— Records contained in a dataset —
-=-=-
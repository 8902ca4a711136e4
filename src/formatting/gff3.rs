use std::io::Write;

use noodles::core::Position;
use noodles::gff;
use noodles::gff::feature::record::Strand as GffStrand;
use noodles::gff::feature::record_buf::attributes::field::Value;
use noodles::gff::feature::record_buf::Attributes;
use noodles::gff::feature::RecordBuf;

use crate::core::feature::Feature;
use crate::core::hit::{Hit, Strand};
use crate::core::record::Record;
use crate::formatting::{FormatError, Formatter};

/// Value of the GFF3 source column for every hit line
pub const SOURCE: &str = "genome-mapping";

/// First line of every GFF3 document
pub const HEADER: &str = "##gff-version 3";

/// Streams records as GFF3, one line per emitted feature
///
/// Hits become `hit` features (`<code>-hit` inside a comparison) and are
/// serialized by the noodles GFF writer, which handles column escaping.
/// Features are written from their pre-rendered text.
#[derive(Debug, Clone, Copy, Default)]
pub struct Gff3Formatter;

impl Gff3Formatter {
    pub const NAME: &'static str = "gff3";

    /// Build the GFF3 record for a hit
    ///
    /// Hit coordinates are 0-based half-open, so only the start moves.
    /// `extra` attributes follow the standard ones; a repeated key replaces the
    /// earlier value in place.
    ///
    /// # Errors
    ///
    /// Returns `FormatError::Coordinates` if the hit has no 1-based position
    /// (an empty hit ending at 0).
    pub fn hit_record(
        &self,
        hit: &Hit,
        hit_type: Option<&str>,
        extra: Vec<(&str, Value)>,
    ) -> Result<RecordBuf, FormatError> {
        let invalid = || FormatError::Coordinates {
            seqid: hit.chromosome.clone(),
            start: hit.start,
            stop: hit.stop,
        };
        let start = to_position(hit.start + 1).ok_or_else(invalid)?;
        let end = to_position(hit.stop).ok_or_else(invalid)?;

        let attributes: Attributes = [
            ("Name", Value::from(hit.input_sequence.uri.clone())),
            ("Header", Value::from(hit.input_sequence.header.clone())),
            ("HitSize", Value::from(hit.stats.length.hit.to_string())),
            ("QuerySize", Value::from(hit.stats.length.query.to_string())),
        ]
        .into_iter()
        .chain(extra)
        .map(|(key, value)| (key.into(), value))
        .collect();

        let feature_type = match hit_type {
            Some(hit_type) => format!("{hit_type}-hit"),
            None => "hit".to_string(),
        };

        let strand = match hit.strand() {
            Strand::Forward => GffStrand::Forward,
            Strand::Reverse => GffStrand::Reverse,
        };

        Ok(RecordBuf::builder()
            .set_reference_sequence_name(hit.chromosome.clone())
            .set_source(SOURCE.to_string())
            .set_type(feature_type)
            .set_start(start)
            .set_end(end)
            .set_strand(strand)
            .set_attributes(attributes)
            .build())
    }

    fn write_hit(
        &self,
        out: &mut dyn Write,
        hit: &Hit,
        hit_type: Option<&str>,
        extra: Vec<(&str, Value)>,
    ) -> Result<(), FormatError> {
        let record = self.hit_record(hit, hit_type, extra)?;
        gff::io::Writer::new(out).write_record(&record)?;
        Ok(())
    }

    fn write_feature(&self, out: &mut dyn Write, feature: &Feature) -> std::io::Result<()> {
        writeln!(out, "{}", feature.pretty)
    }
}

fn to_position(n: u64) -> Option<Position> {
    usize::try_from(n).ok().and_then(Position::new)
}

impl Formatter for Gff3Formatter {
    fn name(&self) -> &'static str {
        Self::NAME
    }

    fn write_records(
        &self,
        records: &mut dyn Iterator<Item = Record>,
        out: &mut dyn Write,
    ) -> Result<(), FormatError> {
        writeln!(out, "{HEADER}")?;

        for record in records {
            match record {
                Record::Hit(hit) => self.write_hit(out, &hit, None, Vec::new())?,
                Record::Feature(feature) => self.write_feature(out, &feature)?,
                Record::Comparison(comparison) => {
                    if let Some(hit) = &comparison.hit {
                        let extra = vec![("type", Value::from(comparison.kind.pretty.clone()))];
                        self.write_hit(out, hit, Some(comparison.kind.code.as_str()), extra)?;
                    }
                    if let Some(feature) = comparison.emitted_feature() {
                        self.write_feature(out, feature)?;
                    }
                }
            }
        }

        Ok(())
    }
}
-=-=-
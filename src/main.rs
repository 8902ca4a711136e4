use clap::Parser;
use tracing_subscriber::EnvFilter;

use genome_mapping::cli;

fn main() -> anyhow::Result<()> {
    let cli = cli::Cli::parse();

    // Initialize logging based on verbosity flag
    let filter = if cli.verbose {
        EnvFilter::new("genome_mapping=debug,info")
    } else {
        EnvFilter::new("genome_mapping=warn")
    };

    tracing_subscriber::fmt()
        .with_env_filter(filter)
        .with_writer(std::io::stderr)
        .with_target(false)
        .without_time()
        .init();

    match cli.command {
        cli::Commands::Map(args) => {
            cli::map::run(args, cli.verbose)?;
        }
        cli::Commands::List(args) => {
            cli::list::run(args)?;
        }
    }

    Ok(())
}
-=-=-
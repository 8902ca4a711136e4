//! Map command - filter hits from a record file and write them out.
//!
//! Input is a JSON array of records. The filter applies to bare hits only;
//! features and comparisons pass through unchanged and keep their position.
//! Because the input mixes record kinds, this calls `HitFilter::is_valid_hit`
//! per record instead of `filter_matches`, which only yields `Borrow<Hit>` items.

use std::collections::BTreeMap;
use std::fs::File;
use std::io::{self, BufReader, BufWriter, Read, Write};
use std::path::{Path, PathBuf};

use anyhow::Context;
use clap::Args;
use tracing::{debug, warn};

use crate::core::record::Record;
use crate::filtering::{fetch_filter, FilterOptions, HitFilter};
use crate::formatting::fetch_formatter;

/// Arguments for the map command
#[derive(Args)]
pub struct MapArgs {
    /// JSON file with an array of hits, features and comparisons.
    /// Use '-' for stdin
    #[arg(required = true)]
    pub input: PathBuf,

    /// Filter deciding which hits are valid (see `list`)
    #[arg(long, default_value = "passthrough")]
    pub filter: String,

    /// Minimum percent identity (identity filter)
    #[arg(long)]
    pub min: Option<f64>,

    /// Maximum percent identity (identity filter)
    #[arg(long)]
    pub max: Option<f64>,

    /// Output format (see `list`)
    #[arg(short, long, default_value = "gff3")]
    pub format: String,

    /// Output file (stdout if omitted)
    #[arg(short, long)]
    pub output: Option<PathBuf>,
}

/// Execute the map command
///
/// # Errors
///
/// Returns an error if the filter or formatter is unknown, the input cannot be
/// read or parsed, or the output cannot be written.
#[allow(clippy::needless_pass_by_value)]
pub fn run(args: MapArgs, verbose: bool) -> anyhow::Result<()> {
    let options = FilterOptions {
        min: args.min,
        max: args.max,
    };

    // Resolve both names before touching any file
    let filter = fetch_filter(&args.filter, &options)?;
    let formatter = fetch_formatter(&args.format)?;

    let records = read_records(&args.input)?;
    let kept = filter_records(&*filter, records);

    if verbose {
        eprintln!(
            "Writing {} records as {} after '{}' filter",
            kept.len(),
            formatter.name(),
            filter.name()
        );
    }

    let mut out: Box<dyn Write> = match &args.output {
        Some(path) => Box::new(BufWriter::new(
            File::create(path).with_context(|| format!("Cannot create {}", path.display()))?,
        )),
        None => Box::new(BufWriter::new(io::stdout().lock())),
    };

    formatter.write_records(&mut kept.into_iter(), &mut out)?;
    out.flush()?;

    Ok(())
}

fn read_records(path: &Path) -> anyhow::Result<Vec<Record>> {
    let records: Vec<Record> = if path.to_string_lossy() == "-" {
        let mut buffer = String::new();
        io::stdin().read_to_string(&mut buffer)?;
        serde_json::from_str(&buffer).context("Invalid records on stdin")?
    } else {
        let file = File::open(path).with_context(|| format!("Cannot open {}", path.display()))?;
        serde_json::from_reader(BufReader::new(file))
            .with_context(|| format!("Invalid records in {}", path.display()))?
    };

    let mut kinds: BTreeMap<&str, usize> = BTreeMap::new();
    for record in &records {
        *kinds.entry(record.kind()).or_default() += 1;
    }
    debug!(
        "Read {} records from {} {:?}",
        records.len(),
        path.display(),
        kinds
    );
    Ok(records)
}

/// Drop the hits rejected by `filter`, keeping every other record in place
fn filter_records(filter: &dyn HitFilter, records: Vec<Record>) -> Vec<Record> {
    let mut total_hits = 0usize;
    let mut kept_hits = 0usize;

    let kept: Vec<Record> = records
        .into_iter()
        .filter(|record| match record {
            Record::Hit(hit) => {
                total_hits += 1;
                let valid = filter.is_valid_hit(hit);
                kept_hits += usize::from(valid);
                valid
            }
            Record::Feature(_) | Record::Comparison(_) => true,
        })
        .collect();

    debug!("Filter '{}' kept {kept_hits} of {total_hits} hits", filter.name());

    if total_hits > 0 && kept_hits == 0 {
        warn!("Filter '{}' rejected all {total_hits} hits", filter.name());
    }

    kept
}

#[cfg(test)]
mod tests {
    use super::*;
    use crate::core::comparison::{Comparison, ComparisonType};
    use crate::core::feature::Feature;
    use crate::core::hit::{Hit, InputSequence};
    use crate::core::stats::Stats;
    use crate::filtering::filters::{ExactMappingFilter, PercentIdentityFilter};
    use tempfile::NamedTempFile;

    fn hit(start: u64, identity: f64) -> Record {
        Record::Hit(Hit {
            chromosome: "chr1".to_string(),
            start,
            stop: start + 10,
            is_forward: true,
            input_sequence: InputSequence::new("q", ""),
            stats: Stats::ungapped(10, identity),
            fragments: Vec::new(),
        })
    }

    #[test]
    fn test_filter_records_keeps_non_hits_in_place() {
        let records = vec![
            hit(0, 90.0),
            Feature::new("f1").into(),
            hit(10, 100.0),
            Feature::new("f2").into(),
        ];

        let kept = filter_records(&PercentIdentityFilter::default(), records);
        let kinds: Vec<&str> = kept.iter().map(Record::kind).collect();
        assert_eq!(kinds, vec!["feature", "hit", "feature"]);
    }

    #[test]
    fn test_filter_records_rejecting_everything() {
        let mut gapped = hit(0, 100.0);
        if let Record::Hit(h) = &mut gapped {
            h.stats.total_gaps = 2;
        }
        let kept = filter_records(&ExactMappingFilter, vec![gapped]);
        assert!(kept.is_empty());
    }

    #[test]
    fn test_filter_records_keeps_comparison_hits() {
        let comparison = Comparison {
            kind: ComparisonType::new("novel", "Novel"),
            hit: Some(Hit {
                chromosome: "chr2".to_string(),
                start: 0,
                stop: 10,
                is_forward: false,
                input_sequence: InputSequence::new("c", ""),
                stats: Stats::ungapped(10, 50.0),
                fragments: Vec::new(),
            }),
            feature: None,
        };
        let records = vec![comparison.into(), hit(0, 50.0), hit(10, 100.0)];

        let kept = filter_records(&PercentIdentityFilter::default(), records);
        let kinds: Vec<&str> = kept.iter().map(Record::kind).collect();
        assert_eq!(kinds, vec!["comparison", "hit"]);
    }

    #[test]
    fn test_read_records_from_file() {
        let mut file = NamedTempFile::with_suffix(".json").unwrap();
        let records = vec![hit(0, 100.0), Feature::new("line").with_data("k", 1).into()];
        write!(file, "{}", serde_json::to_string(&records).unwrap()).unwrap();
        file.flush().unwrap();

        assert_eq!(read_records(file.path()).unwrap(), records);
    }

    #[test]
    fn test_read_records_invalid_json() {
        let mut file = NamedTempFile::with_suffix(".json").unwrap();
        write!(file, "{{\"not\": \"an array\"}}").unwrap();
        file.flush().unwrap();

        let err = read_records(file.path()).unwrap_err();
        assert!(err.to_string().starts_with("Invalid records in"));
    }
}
-=-=-
— PROMPT —
Find all lines in the records that hold the word "InputSequence". Copy them.

— SOLUTION TO THIS TASK —
    use crate::core::hit::{Hit, InputSequence};
            input_sequence: InputSequence::new("q", ""),
                input_sequence: InputSequence::new("c", ""),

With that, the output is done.